** Extracted data follows **

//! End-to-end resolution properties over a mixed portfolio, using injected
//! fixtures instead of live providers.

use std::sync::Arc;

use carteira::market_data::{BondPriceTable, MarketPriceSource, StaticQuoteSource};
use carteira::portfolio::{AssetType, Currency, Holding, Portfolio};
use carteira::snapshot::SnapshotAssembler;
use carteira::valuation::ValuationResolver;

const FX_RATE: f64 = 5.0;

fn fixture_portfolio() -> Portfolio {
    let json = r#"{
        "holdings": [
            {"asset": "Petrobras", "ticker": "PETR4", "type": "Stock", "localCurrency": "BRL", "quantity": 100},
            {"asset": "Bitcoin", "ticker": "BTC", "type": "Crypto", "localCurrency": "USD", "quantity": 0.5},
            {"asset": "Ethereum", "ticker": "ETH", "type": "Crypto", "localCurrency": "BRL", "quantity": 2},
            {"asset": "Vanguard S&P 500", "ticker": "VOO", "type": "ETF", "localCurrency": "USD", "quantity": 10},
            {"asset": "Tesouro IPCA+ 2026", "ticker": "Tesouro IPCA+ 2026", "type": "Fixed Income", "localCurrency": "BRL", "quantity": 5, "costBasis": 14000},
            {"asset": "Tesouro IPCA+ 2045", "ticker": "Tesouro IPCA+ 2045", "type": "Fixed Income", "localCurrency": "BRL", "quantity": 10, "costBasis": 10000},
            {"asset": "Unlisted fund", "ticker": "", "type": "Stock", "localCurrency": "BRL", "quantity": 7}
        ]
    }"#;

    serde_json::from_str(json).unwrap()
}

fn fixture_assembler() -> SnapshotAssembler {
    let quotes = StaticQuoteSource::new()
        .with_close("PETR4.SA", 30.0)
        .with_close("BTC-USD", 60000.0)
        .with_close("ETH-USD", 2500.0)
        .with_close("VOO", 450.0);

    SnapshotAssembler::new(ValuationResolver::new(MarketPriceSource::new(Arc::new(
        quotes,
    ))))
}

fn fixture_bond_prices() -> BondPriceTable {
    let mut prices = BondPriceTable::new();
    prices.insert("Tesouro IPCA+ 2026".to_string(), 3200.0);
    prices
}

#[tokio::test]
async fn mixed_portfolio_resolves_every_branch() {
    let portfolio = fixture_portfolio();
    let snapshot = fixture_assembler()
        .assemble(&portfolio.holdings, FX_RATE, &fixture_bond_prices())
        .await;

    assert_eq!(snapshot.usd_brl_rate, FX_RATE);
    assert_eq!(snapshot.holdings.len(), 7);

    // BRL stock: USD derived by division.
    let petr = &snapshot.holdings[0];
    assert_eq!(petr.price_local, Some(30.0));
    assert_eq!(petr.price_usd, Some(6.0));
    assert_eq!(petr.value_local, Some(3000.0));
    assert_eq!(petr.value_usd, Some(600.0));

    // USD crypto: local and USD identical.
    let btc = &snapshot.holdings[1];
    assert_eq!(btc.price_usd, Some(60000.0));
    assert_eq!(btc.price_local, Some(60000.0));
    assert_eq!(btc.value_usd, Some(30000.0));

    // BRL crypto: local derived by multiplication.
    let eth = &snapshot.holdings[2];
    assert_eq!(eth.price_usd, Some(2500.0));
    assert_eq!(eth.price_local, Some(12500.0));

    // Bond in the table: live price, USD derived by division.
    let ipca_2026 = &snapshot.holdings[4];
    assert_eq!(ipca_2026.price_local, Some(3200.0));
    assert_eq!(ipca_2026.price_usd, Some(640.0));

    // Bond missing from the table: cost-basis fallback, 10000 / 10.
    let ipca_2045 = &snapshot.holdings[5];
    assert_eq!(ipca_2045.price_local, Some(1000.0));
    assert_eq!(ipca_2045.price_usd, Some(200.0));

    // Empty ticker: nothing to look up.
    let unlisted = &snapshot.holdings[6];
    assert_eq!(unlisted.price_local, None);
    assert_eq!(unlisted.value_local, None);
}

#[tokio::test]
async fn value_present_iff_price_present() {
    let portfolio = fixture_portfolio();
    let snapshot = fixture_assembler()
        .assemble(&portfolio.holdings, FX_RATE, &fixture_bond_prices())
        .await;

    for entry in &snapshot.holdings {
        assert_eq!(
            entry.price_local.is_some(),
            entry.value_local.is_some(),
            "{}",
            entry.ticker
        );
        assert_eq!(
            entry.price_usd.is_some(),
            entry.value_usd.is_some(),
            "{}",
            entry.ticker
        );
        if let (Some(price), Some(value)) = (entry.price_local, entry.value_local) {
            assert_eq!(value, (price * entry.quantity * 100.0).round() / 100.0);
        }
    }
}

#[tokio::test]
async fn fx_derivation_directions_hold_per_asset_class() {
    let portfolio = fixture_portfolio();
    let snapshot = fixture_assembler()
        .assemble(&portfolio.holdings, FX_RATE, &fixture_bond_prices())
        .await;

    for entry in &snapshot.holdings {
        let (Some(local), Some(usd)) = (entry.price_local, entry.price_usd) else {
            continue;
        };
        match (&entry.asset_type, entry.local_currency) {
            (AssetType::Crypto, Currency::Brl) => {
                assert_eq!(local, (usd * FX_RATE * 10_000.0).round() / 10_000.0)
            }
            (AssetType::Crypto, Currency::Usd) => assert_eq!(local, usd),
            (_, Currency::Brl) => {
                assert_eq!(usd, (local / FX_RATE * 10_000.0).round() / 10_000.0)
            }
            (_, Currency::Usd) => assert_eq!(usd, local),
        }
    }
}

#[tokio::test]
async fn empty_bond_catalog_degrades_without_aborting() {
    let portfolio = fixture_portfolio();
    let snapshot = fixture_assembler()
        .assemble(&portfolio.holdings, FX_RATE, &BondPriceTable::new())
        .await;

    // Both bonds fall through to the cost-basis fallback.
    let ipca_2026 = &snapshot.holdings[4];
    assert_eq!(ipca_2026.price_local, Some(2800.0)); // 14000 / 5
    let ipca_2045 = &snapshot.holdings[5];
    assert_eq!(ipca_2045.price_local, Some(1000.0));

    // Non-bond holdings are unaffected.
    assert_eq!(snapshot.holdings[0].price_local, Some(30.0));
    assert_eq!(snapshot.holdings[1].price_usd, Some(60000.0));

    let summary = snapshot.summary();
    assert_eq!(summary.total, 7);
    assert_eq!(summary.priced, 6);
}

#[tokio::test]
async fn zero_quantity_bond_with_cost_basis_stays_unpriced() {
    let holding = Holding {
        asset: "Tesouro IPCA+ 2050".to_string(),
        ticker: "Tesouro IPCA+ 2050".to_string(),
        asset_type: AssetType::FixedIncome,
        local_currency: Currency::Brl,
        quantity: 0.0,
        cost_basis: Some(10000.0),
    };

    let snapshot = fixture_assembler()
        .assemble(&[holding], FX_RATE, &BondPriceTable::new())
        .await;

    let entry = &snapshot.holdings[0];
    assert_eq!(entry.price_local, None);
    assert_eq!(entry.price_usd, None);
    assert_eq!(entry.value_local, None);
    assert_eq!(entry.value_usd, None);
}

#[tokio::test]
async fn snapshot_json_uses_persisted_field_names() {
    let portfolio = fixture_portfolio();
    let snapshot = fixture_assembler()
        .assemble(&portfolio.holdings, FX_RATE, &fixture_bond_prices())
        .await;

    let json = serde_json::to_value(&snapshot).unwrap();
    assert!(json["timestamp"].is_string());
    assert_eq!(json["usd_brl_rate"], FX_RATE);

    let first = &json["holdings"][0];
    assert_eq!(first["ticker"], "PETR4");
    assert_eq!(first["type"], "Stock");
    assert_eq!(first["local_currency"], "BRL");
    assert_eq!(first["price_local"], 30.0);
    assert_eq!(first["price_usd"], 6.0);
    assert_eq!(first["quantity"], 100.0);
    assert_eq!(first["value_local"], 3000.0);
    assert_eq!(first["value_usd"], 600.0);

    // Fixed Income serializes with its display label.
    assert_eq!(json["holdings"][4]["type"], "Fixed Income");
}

** End of Extracted data **

- **Task goal**:
Using the entries, state how many of their lines hold "ValuationResolver"; give the number and no more.

- **Output for this task**:
2